• YOUR ASSIGNMENT: An exact transcript of the records is what this task asks for.

• TASK INPUT:
//! Read-only projections derived from a stage list and a current pointer.

use serde::{Deserialize, Serialize};

use crate::domain::stage::{ReturnStage, stage_index};

/// Percentage of the pipeline completed, in `[0, 100]`.
///
/// A pointer at index `i` of `n` stages reports `round((i + 1) / n * 100)`.
/// An absent pointer, a pointer not in the list and an empty list all
/// report `0`.
pub fn progress_percent<S, K>(stages: &[S], current: Option<&K>) -> u8
where
    S: PartialEq<K>,
    K: ?Sized,
{
    let Some(current) = current else {
        return 0;
    };
    if stages.is_empty() {
        return 0;
    }
    match stage_index(stages, current) {
        Some(index) => {
            let ratio = (index + 1) as f64 / stages.len() as f64;
            (ratio * 100.0).round().clamp(0.0, 100.0) as u8
        }
        None => 0,
    }
}

/// Progress of the legacy pipeline.
///
/// An unrecorded stage reads as [`ReturnStage::initial`], so the initial
/// stage reports `0` whether or not it was recorded explicitly.
pub fn return_progress_percent(stage: ReturnStage) -> u8 {
    if stage == ReturnStage::initial() {
        return 0;
    }
    progress_percent(&ReturnStage::ALL, Some(&stage))
}

/// True iff `current` is the last stage of a non-empty list.
pub fn is_complete<S, K>(stages: &[S], current: Option<&K>) -> bool
where
    S: PartialEq<K>,
    K: ?Sized,
{
    match (stages.last(), current) {
        (Some(last), Some(current)) => last == current,
        _ => false,
    }
}

/// Independent signals pulled from the messages, documents and signatures
/// subsystems for one client.
#[derive(Clone, Copy, Debug, Default, PartialEq, Eq, Serialize, Deserialize)]
pub struct AttentionSignals {
    pub unread_messages: usize,
    pub pending_documents: usize,
    pub pending_signatures: usize,
}

impl AttentionSignals {
    #[must_use]
    pub fn new(unread_messages: usize, pending_documents: usize, pending_signatures: usize) -> Self {
        Self {
            unread_messages,
            pending_documents,
            pending_signatures,
        }
    }

    pub fn needs_attention(&self) -> bool {
        needs_attention(self)
    }
}

/// True when any of the client's sibling-subsystem signals is raised.
pub fn needs_attention(signals: &AttentionSignals) -> bool {
    signals.unread_messages > 0 || signals.pending_documents > 0 || signals.pending_signatures > 0
}

#[cfg(test)]
mod tests {
    use super::*;

    #[test]
    fn return_preparation_is_forty_four_percent() {
        let current = ReturnStage::ReturnPreparation;
        assert_eq!(progress_percent(&ReturnStage::ALL, Some(&current)), 44);
        assert!(!is_complete(&ReturnStage::ALL, Some(&current)));
    }

    #[test]
    fn filed_is_complete() {
        let current = ReturnStage::Filed;
        assert_eq!(progress_percent(&ReturnStage::ALL, Some(&current)), 100);
        assert!(is_complete(&ReturnStage::ALL, Some(&current)));
    }

    #[test]
    fn no_recorded_state_is_zero() {
        assert_eq!(progress_percent::<_, ReturnStage>(&ReturnStage::ALL, None), 0);
        assert!(!is_complete::<_, ReturnStage>(&ReturnStage::ALL, None));
        assert_eq!(ReturnStage::default().label(), "Not Started");
    }

    #[test]
    fn explicit_first_stage_counts_as_a_step() {
        let current = ReturnStage::NotStarted;
        assert_eq!(progress_percent(&ReturnStage::ALL, Some(&current)), 11);
    }

    #[test]
    fn legacy_initial_stage_reports_zero() {
        assert_eq!(return_progress_percent(ReturnStage::NotStarted), 0);
        assert_eq!(return_progress_percent(ReturnStage::DocumentsGathering), 22);
        assert_eq!(return_progress_percent(ReturnStage::ReturnPreparation), 44);
        assert_eq!(return_progress_percent(ReturnStage::Filed), 100);
    }

    #[test]
    fn empty_list_is_zero_and_never_complete() {
        let stages: [ReturnStage; 0] = [];
        let current = ReturnStage::Filed;
        assert_eq!(progress_percent(&stages, Some(&current)), 0);
        assert!(!is_complete(&stages, Some(&current)));
    }

    #[test]
    fn pointer_outside_list_is_zero() {
        let stages = [ReturnStage::NotStarted, ReturnStage::Filing];
        let current = ReturnStage::Filed;
        assert_eq!(progress_percent(&stages, Some(&current)), 0);
    }

    #[test]
    fn progress_stays_within_bounds_for_every_length_and_pointer() {
        let keys: Vec<i32> = (0..40).collect();
        for len in 0..keys.len() {
            let stages = &keys[..len];
            for pointer in -1..=(len as i32) {
                let percent = progress_percent(stages, Some(&pointer));
                assert!(percent <= 100, "len {len} pointer {pointer} gave {percent}");
                if len == 0 {
                    assert_eq!(percent, 0);
                }
            }
            if let Some(last) = stages.last() {
                assert_eq!(progress_percent(stages, Some(last)), 100);
            }
        }
    }

    #[test]
    fn attention_is_an_or_of_signals() {
        assert!(!AttentionSignals::default().needs_attention());
        assert!(AttentionSignals::new(1, 0, 0).needs_attention());
        assert!(AttentionSignals::new(0, 2, 0).needs_attention());
        assert!(AttentionSignals::new(0, 0, 1).needs_attention());
    }
}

• SOLUTION FOR THIS PROBLEM:
//! Read-only projections derived from a stage list and a current pointer.

use serde::{Deserialize, Serialize};

use crate::domain::stage::{ReturnStage, stage_index};

/// Percentage of the pipeline completed, in `[0, 100]`.
///
/// A pointer at index `i` of `n` stages reports `round((i + 1) / n * 100)`.
/// An absent pointer, a pointer not in the list and an empty list all
/// report `0`.
pub fn progress_percent<S, K>(stages: &[S], current: Option<&K>) -> u8
where
    S: PartialEq<K>,
    K: ?Sized,
{
    let Some(current) = current else {
        return 0;
    };
    if stages.is_empty() {
        return 0;
    }
    match stage_index(stages, current) {
        Some(index) => {
            let ratio = (index + 1) as f64 / stages.len() as f64;
            (ratio * 100.0).round().clamp(0.0, 100.0) as u8
        }
        None => 0,
    }
}

/// Progress of the legacy pipeline.
///
/// An unrecorded stage reads as [`ReturnStage::initial`], so the initial
/// stage reports `0` whether or not it was recorded explicitly.
pub fn return_progress_percent(stage: ReturnStage) -> u8 {
    if stage == ReturnStage::initial() {
        return 0;
    }
    progress_percent(&ReturnStage::ALL, Some(&stage))
}

/// True iff `current` is the last stage of a non-empty list.
pub fn is_complete<S, K>(stages: &[S], current: Option<&K>) -> bool
where
    S: PartialEq<K>,
    K: ?Sized,
{
    match (stages.last(), current) {
        (Some(last), Some(current)) => last == current,
        _ => false,
    }
}

/// Independent signals pulled from the messages, documents and signatures
/// subsystems for one client.
#[derive(Clone, Copy, Debug, Default, PartialEq, Eq, Serialize, Deserialize)]
pub struct AttentionSignals {
    pub unread_messages: usize,
    pub pending_documents: usize,
    pub pending_signatures: usize,
}

impl AttentionSignals {
    #[must_use]
    pub fn new(unread_messages: usize, pending_documents: usize, pending_signatures: usize) -> Self {
        Self {
            unread_messages,
            pending_documents,
            pending_signatures,
        }
    }

    pub fn needs_attention(&self) -> bool {
        needs_attention(self)
    }
}

/// True when any of the client's sibling-subsystem signals is raised.
pub fn needs_attention(signals: &AttentionSignals) -> bool {
    signals.unread_messages > 0 || signals.pending_documents > 0 || signals.pending_signatures > 0
}

#[cfg(test)]
mod tests {
    use super::*;

    #[test]
    fn return_preparation_is_forty_four_percent() {
        let current = ReturnStage::ReturnPreparation;
        assert_eq!(progress_percent(&ReturnStage::ALL, Some(&current)), 44);
        assert!(!is_complete(&ReturnStage::ALL, Some(&current)));
    }

    #[test]
    fn filed_is_complete() {
        let current = ReturnStage::Filed;
        assert_eq!(progress_percent(&ReturnStage::ALL, Some(&current)), 100);
        assert!(is_complete(&ReturnStage::ALL, Some(&current)));
    }

    #[test]
    fn no_recorded_state_is_zero() {
        assert_eq!(progress_percent::<_, ReturnStage>(&ReturnStage::ALL, None), 0);
        assert!(!is_complete::<_, ReturnStage>(&ReturnStage::ALL, None));
        assert_eq!(ReturnStage::default().label(), "Not Started");
    }

    #[test]
    fn explicit_first_stage_counts_as_a_step() {
        let current = ReturnStage::NotStarted;
        assert_eq!(progress_percent(&ReturnStage::ALL, Some(&current)), 11);
    }

    #[test]
    fn legacy_initial_stage_reports_zero() {
        assert_eq!(return_progress_percent(ReturnStage::NotStarted), 0);
        assert_eq!(return_progress_percent(ReturnStage::DocumentsGathering), 22);
        assert_eq!(return_progress_percent(ReturnStage::ReturnPreparation), 44);
        assert_eq!(return_progress_percent(ReturnStage::Filed), 100);
    }

    #[test]
    fn empty_list_is_zero_and_never_complete() {
        let stages: [ReturnStage; 0] = [];
        let current = ReturnStage::Filed;
        assert_eq!(progress_percent(&stages, Some(&current)), 0);
        assert!(!is_complete(&stages, Some(&current)));
    }

    #[test]
    fn pointer_outside_list_is_zero() {
        let stages = [ReturnStage::NotStarted, ReturnStage::Filing];
        let current = ReturnStage::Filed;
        assert_eq!(progress_percent(&stages, Some(&current)), 0);
    }

    #[test]
    fn progress_stays_within_bounds_for_every_length_and_pointer() {
        let keys: Vec<i32> = (0..40).collect();
        for len in 0..keys.len() {
            let stages = &keys[..len];
            for pointer in -1..=(len as i32) {
                let percent = progress_percent(stages, Some(&pointer));
                assert!(percent <= 100, "len {len} pointer {pointer} gave {percent}");
                if len == 0 {
                    assert_eq!(percent, 0);
                }
            }
            if let Some(last) = stages.last() {
                assert_eq!(progress_percent(stages, Some(last)), 100);
            }
        }
    }

    #[test]
    fn attention_is_an_or_of_signals() {
        assert!(!AttentionSignals::default().needs_attention());
        assert!(AttentionSignals::new(1, 0, 0).needs_attention());
        assert!(AttentionSignals::new(0, 2, 0).needs_attention());
        assert!(AttentionSignals::new(0, 0, 1).needs_attention());
    }
}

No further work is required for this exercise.